Dental Tribune Europe

Dental implant enables more options for atrophic patients

By Dental Tribune International
July 17, 2013

ZURICH, Switzerland/CLEVELAND, Ohio, USA: Patients with severe atrophy of the jaw are not typically considered good candidates for dental implants. However, according to the latest research, a new type of implant introduced five years ago offers a solution. Combined with the All-on-4 concept for restoring edentulous jaws, the implant can benefit a wider range of patients, including those with degeneration of the bone in the upper or lower jaw.

Researchers from the Cleveland ClearChoice Dental Implant Center reported on the results of the All-on-4 treatment used with the NobelActive implant by Swiss-based dental manufacturer Nobel Biocare. After one to three years of follow-up of 227 implants, they found a cumulative implant survival rate of 98.7 per cent at the end of three years.

In the All-on-4 concept, four implants are used to support an acrylic, screw-retained provisional prosthesis, then a final prosthesis about four months later. Two of the implants are distally tilted in areas where bone height, nerve proximity, or other conditions make it impossible to place the implant axially. This tilting allows the placement of longer implants that have good anchorage in the best positions for prosthetic support.

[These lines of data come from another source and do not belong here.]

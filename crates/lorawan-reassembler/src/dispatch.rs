// SPDX-License-Identifier: Apache-2.0 OR MIT
// Copyright (c) 2025-2026 naskel.com

//! Decoded result delivery.
//!
//! A [`Dispatcher`] fans a decoded result out to every enabled [`Sink`].
//! Sinks are independent: a failure is logged and counted, the other sinks
//! still run, and nothing is retried.

use crate::decoder::DecodedResult;
use async_trait::async_trait;
use rumqttc::{AsyncClient, QoS};
use std::sync::Arc;
use std::time::Duration;
use thiserror::Error;
use tracing::{debug, warn};

/// Sink errors.
#[derive(Debug, Error)]
pub enum SinkError {
    #[error("MQTT publish failed: {0}")]
    Mqtt(#[from] rumqttc::ClientError),

    #[error("HTTP request failed: {0}")]
    Http(#[from] reqwest::Error),

    #[error("HTTP endpoint answered {0}")]
    Status(reqwest::StatusCode),

    #[error("JSON encoding failed: {0}")]
    Json(#[from] serde_json::Error),
}

/// Destination for decoded results.
#[async_trait]
pub trait Sink: Send + Sync {
    /// Short name used in logs.
    fn name(&self) -> &str;

    /// Deliver `result` decoded for `dev_eui`.
    async fn send(&self, dev_eui: &str, result: &DecodedResult) -> Result<(), SinkError>;
}

/// Publishes results on `<topic>/<dev_eui>`.
#[derive(Clone)]
pub struct MqttSink {
    client: AsyncClient,
    topic: String,
}

impl MqttSink {
    /// Wrap a connected client. Its event loop must be driven elsewhere.
    pub fn new(client: AsyncClient, topic: impl Into<String>) -> Self {
        Self {
            client,
            topic: topic.into(),
        }
    }

    /// Topic a device's results are published on.
    pub fn topic_for(&self, dev_eui: &str) -> String {
        format!("{}/{}", self.topic.trim_end_matches('/'), dev_eui)
    }
}

#[async_trait]
impl Sink for MqttSink {
    fn name(&self) -> &str {
        "mqtt"
    }

    async fn send(&self, dev_eui: &str, result: &DecodedResult) -> Result<(), SinkError> {
        let payload = serde_json::to_vec(result)?;
        // Queued for the event loop; errors once the queue is full.
        self.client
            .try_publish(self.topic_for(dev_eui), QoS::AtMostOnce, false, payload)?;
        Ok(())
    }
}

/// POSTs `{"frame": result}` to a fixed URL.
#[derive(Debug, Clone)]
pub struct HttpSink {
    client: reqwest::Client,
    url: String,
}

impl HttpSink {
    /// Create a sink for `url`.
    pub fn new(url: impl Into<String>, timeout: Duration) -> Result<Self, SinkError> {
        let client = reqwest::Client::builder().timeout(timeout).build()?;
        Ok(Self {
            client,
            url: url.into(),
        })
    }
}

#[async_trait]
impl Sink for HttpSink {
    fn name(&self) -> &str {
        "http"
    }

    async fn send(&self, _dev_eui: &str, result: &DecodedResult) -> Result<(), SinkError> {
        let body = serde_json::json!({ "frame": result });
        let response = self.client.post(&self.url).json(&body).send().await?;

        let status = response.status();
        if !status.is_success() {
            return Err(SinkError::Status(status));
        }
        Ok(())
    }
}

/// Outcome of one dispatch.
#[derive(Debug, Clone, Default, PartialEq, Eq)]
pub struct DispatchReport {
    /// Sinks that accepted the result.
    pub delivered: Vec<String>,
    /// Sinks that failed, with the error message.
    pub failed: Vec<(String, String)>,
}

impl DispatchReport {
    /// True if every sink accepted the result.
    pub fn is_complete(&self) -> bool {
        self.failed.is_empty()
    }
}

/// Fans results out to the configured sinks.
#[derive(Clone, Default)]
pub struct Dispatcher {
    sinks: Vec<Arc<dyn Sink>>,
}

impl Dispatcher {
    /// Create a dispatcher over `sinks`.
    pub fn new(sinks: Vec<Arc<dyn Sink>>) -> Self {
        Self { sinks }
    }

    /// Add a sink.
    pub fn with_sink(mut self, sink: Arc<dyn Sink>) -> Self {
        self.sinks.push(sink);
        self
    }

    /// Number of sinks.
    pub fn len(&self) -> usize {
        self.sinks.len()
    }

    /// True if no sink is configured.
    pub fn is_empty(&self) -> bool {
        self.sinks.is_empty()
    }

    /// Deliver `result` to every sink, in order.
    pub async fn dispatch(&self, dev_eui: &str, result: &DecodedResult) -> DispatchReport {
        let mut report = DispatchReport::default();

        for sink in &self.sinks {
            match sink.send(dev_eui, result).await {
                Ok(()) => {
                    debug!("[{}] frame from {} delivered", sink.name(), dev_eui);
                    report.delivered.push(sink.name().to_string());
                }
                Err(e) => {
                    warn!("[{}] failed to deliver frame from {}: {}", sink.name(), dev_eui, e);
                    report.failed.push((sink.name().to_string(), e.to_string()));
                }
            }
        }

        report
    }
}

impl std::fmt::Debug for Dispatcher {
    fn fmt(&self, f: &mut std::fmt::Formatter<'_>) -> std::fmt::Result {
        let names: Vec<&str> = self.sinks.iter().map(|s| s.name()).collect();
        f.debug_struct("Dispatcher").field("sinks", &names).finish()
    }
}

Previously, standard practice called for dental implants of at least 4 mm in diameter. For tilted implants in particular, this was considered the smallest diameter that could guarantee sufficient anchorage. The NobelActive implant, introduced in 2008, made it possible to use a 3.5 mm diameter implant for patients with atrophic jaws.

With a variable thread and an inward-tapered collar, this tapered implant is self-drilling and condenses bone gradually. High torque values can be achieved, giving the implant high initial stability.

Previous studies have found that failed implants using the All-on-4 method were a result of soft bone and lower insertion torque values. The combination of a 3.5 mm diameter implant and the All-on-4 technique offers new treatment possibilities for patients with severe bone deficiencies.

The study, titled “A new approach to the All-on-Four treatment concept using narrow platform NobelActive implants”, was published in the June issue of the Journal of Oral Implantology.